[ 
https://issues.apache.org/jira/browse/HTTPCLIENT-2398?page=com.atlassian.jira.plugin.system.issuetabpanels:all-tabpanel
 ]

Stephan updated HTTPCLIENT-2398:
--------------------------------
    Description: 
Hello,

I have investigated a tricky error we experienced multiple times in our 
benchmarks (that use the async httpclient to send thousands of requests to our 
clusters).

You can find a deeper analysis 
[here|https://github.com/camunda/camunda/issues/34597#issuecomment-3301797932] 
in our issue tracker.

 

*TLDR;*

The stacktrace shows a *tight synchronous callback cycle inside HttpComponents' 
async path* that repeatedly alternates between

{{completed → release/discard/fail → connect/proceedToNextHop → completed}}

causing unbounded recursion until the JVM stack overflows.

 

Concretely the cycle is:
 * *{{AsyncConnectExec$1.completed}}* → 
{{InternalHttpAsyncExecRuntime$1.completed}} → {{BasicFuture.completed}}
 * {{PoolingAsyncClientConnectionManager}} lease/completed → 
{{StrictConnPool.fireCallbacks}} → {{StrictConnPool.release}} → 
{{PoolingAsyncClientConnectionManager.release}}
 * {{InternalHttpAsyncExecRuntime.discardEndpoint}} → 
{{InternalAbstractHttpAsyncClient$2.failed}} → 
{{AsyncRedirectExec/AsyncHttpRequestRetryExec/AsyncProtocolExec/AsyncConnectExec.failed}}
 → {{BasicFuture.failed}} / {{ComplexFuture.failed}} → 
{{PoolingAsyncClientConnectionManager$4.failed}} → 
{{DefaultAsyncClientConnectionOperator$1.failed}} → 
{{MultihomeIOSessionRequester.connect}} → 
{{DefaultAsyncClientConnectionOperator.connect}} → 
{{PoolingAsyncClientConnectionManager.connect}} → 
{{InternalHttpAsyncExecRuntime.connectEndpoint}} → 
{{AsyncConnectExec.proceedToNextHop}} → *{*}back to{*} 
{{{*}AsyncConnectExec$1.completed{*}.}}

 

 

Possible concrete root causes
 # *Synchronous BasicFuture callbacks*
BasicFuture.completed() and .failed() call callbacks immediately on the thread 
that completes the future. If a callback in turn calls pool release() which 
calls fireCallbacks() (synchronously), the chain can re-enter callback code 
without unwinding. Re-entrancy depth grows with each attempted connect/release 
cycle.
 # *Multihome connect tries multiple addresses in the same stack*
MultihomeIOSessionRequester.connect will attempt alternate addresses (A/AAAA 
records). If an address fails quickly and the code immediately tries the next 
address by invoking connection manager code and its callbacks synchronously, 
you build deeper recursion for each try.
 # *Retries/redirects executed synchronously*
The exec chain (redirect → retry → protocol → connect) will call failed() 
listeners which in turn call connect again. If those calls are synchronous, you 
get direct recursive invocation.
 # *Potential omission of an async boundary*
A simple but dangerous pattern is: complete future → call listener → listener 
calls code that completes other futures → repeat. If there is no executor 
handoff, the recursion remains on the same thread.

 

I haven’t been able to create a unit test that reproduces the issue locally, 
even though I tried multiple approaches (synthetic http server that is flaky, 
randomly failing custom dns resolver, thousands of requests scheduled, etc.).

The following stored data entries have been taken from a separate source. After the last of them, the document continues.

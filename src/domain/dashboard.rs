// Dashboard domain model
use super::reading::Reading;
use super::summary::HumiditySummary;
use super::telemetry::{SeriesData, TimeSeriesPoint};

pub const SERIES_NAME: &str = "Humidity";
pub const SERIES_COLOR: &str = "#42A5F5";

/// Outcome of one dashboard load. Loading is the in-flight fetch itself,
/// so a settled load is always one of these.
#[derive(Debug, Clone)]
pub enum DashboardView {
    Error { message: String },
    Ready(Dashboard),
}

#[derive(Debug, Clone)]
pub struct Dashboard {
    pub title: String,
    /// `None` when the series is empty
    pub summary: Option<HumiditySummary>,
    pub series: SeriesData,
}

impl Dashboard {
    pub fn new(title: String, readings: &[Reading]) -> Self {
        let summary = HumiditySummary::compute(readings);
        let points = readings.iter().map(TimeSeriesPoint::from).collect();

        Self {
            title,
            summary,
            series: SeriesData::new(SERIES_NAME.to_string(), SERIES_COLOR.to_string(), points),
        }
    }

    pub fn is_empty(&self) -> bool {
        self.series.points.is_empty()
    }
}
// HTTP response mapping for gateway and proxy errors
use crate::application::error::{GatewayError, ProxyError};
use axum::{
    http::StatusCode,
    response::{IntoResponse, Response},
    Json,
};

impl IntoResponse for GatewayError {
    fn into_response(self) -> Response {
        let (status, message) = match &self {
            GatewayError::InvalidInput(_) => (StatusCode::BAD_REQUEST, self.to_string()),
            GatewayError::NotFound => (StatusCode::NOT_FOUND, self.to_string()),
            GatewayError::Upstream(e) => {
                tracing::error!("InfluxDB failure: {:#}", e);
                (
                    StatusCode::INTERNAL_SERVER_ERROR,
                    "Internal Server Error".to_string(),
                )
            }
        };

        (status, message).into_response()
    }
}

/// Every proxy failure is a 500 with a JSON `error` field
impl IntoResponse for ProxyError {
    fn into_response(self) -> Response {
        let body = serde_json::json!({ "error": self.to_string() });
        (StatusCode::INTERNAL_SERVER_ERROR, Json(body)).into_response()
    }
}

Currently I am running a few more benchmarks tests to see if this yields an 
improvement
{code:java}
  @Override
  public void release(
      final AsyncConnectionEndpoint endpoint, final Object state, final 
TimeValue keepAlive) {
    CompletableFuture.runAsync(
        () -> {
          super.release(endpoint, state, keepAlive);
        });
  }
} {code}
Does someone have an idea what we are doing wrong? Is this a bug or 
misconfiguration on our side? We switched now to the {{LAX}} concurrency policy 
which seems to mitigate the issue, but it's not fixing the root cause and we 
sill occasionally get the StackOverFlowError. (I can see the lax pool also has 
the sync release/fireCallbacks approach etc.)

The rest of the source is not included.